I'm trying to download an archive of my website — 3dsforums.com — using wget, but there are millions of pages I don't want to download, so I'm trying to tell wget to only download pages that match certain URL patterns, and yet I'm running into some roadblocks.
As an example, this is a URL I would like to download:
http://3dsforums.com/forumdisplay.php?f=46
...so I've tried using the --accept-regex
option:
wget -mkEpnp --accept-regex "(forumdisplay\.php\?f=(\d+)$)" http://3dsforums.com
But it just downloads the home page of the website.

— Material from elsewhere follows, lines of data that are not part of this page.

/// One line of console input.
#[derive(Debug, Clone, PartialEq)]
pub enum ConsoleCommand {
    Voice,
    HandsFree,
    Clear,
    History,
    /// History as pretty-printed JSON.
    HistoryJson,
    SetRate(u32),
    SetVolume(f32),
    Settings,
    Help,
    Quit,
    /// Known command with a missing or unparsable argument.
    Usage(&'static str),
    /// Unrecognised slash command.
    Unknown(String),
    /// Text for the assistant.
    Say(String),
    Empty,
}

impl ConsoleCommand {
    pub fn parse(line: &str) -> Self {
        let line = line.trim();
        if line.is_empty() {
            return Self::Empty;
        }
        if !line.starts_with('/') {
            return Self::Say(line.to_string());
        }
        let lowered = line.to_lowercase();
        let mut words = lowered.split_whitespace();
        let command = words.next().unwrap_or_default();
        let argument = words.next();
        match (command, argument) {
            ("/voice" | "/listen", None) => Self::Voice,
            ("/handsfree", None) => Self::HandsFree,
            ("/clear", None) => Self::Clear,
            ("/history", None) => Self::History,
            ("/history", Some("json")) => Self::HistoryJson,
            ("/rate", arg) => arg
                .and_then(|arg| arg.parse().ok())
                .map_or(Self::Usage("Usage: /rate <50-300>"), Self::SetRate),
            ("/volume", arg) => arg
                .and_then(|arg| arg.parse::<f32>().ok())
                .filter(|volume| volume.is_finite())
                .map_or(Self::Usage("Usage: /volume <0.0-1.0>"), Self::SetVolume),
            ("/settings", None) => Self::Settings,
            ("/help" | "/?", None) => Self::Help,
            ("/quit" | "/exit", None) => Self::Quit,
            _ => Self::Unknown(line.to_string()),
        }
    }
}
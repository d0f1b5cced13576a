//! Typed ID definitions for everything that takes part in a negotiation.
//!
//! Each ID type has a unique prefix that identifies what it names.
//! IDs are ULID-based for sortability and uniqueness.

use crate::define_id;

// =============================================================================
// Negotiation
// =============================================================================

define_id!(ApplicationId, "app");
define_id!(SystemId, "sys");
define_id!(LeaseId, "lease");

// =============================================================================
// Container
// =============================================================================

define_id!(ContainerId, "ctr");
define_id!(ProviderId, "prov");
define_id!(ElementId, "elem");

// =============================================================================
// Phase
// =============================================================================

/// Per-application negotiation epoch.
///
/// Incremented whenever membership shrinks or a fresh root resolve is issued.
/// A message tagged with a phase other than the receiver's current phase is
/// stale.
#[derive(Debug, Clone, Copy, Default, PartialEq, Eq, PartialOrd, Ord, Hash)]
pub struct Phase(u64);

impl Phase {
    /// The phase every application starts in.
    pub const INITIAL: Self = Self(0);

    /// Creates a phase from its raw counter value.
    #[must_use]
    pub const fn new(value: u64) -> Self {
        Self(value)
    }

    /// Returns the underlying counter value.
    #[must_use]
    pub const fn value(&self) -> u64 {
        self.0
    }

    /// Returns the following phase.
    #[must_use]
    pub const fn next(&self) -> Self {
        Self(self.0 + 1)
    }
}

impl std::fmt::Display for Phase {
    fn fmt(&self, f: &mut std::fmt::Formatter<'_>) -> std::fmt::Result {
        write!(f, "{}", self.0)
    }
}

impl From<u64> for Phase {
    fn from(value: u64) -> Self {
        Self(value)
    }
}

impl serde::Serialize for Phase {
    fn serialize<S>(&self, serializer: S) -> Result<S::Ok, S::Error>
    where
        S: serde::Serializer,
    {
        serializer.serialize_u64(self.0)
    }
}

impl<'de> serde::Deserialize<'de> for Phase {
    fn deserialize<D>(deserializer: D) -> Result<Self, D::Error>
    where
        D: serde::Deserializer<'de>,
    {
        let value = u64::deserialize(deserializer)?;
        Ok(Self(value))
    }
}

// =============================================================================
// Events
// =============================================================================

/// Sequence number of a lifecycle notification, monotonic per host.
#[derive(Debug, Clone, Copy, PartialEq, Eq, PartialOrd, Ord, Hash)]
pub struct EventId(u64);

impl EventId {
    /// Creates a new EventId from a u64.
    #[must_use]
    pub const fn new(id: u64) -> Self {
        Self(id)
    }

    /// Returns the underlying u64 value.
    #[must_use]
    pub const fn value(&self) -> u64 {
        self.0
    }
}

impl std::fmt::Display for EventId {
    fn fmt(&self, f: &mut std::fmt::Formatter<'_>) -> std::fmt::Result {
        write!(f, "{}", self.0)
    }
}

impl serde::Serialize for EventId {
    fn serialize<S>(&self, serializer: S) -> Result<S::Ok, S::Error>
    where
        S: serde::Serializer,
    {
        serializer.serialize_u64(self.0)
    }
}

impl<'de> serde::Deserialize<'de> for EventId {
    fn deserialize<D>(deserializer: D) -> Result<Self, D::Error>
    where
        D: serde::Deserializer<'de>,
    {
        let id = u64::deserialize(deserializer)?;
        Ok(Self(id))
    }
}

// =============================================================================
// Tests
// =============================================================================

The only command that remotely works so far is the following:
wget -mkEpnp --accept-regex "(\w+\.php$)" http://3dsforums.com
This provides the following response:
Downloaded 9 files, 215K in 0.1s (1.72 MB/s)
Converting links in 3dsforums.com/faq.php.html... 16-19
Converting links in 3dsforums.com/index.html... 8-88
Converting links in 3dsforums.com/sendmessage.php.html... 14-15
Converting links in 3dsforums.com/register.php.html... 13-14
Converting links in 3dsforums.com/showgroups.php.html... 14-29
Converting links in 3dsforums.com/index.php.html... 16-80
Converting links in 3dsforums.com/calendar.php.html... 17-145
Converting links in 3dsforums.com/memberlist.php.html... 14-99
Converting links in 3dsforums.com/search.php.html... 15-16
Converted links in 9 files in 0.009 seconds.
Is there something wrong with my regular expressions? Or am I misunderstanding the use of the --accept-regex
option? I've been trying all sorts of variations today but I'm not quite grasping what the actual problem is.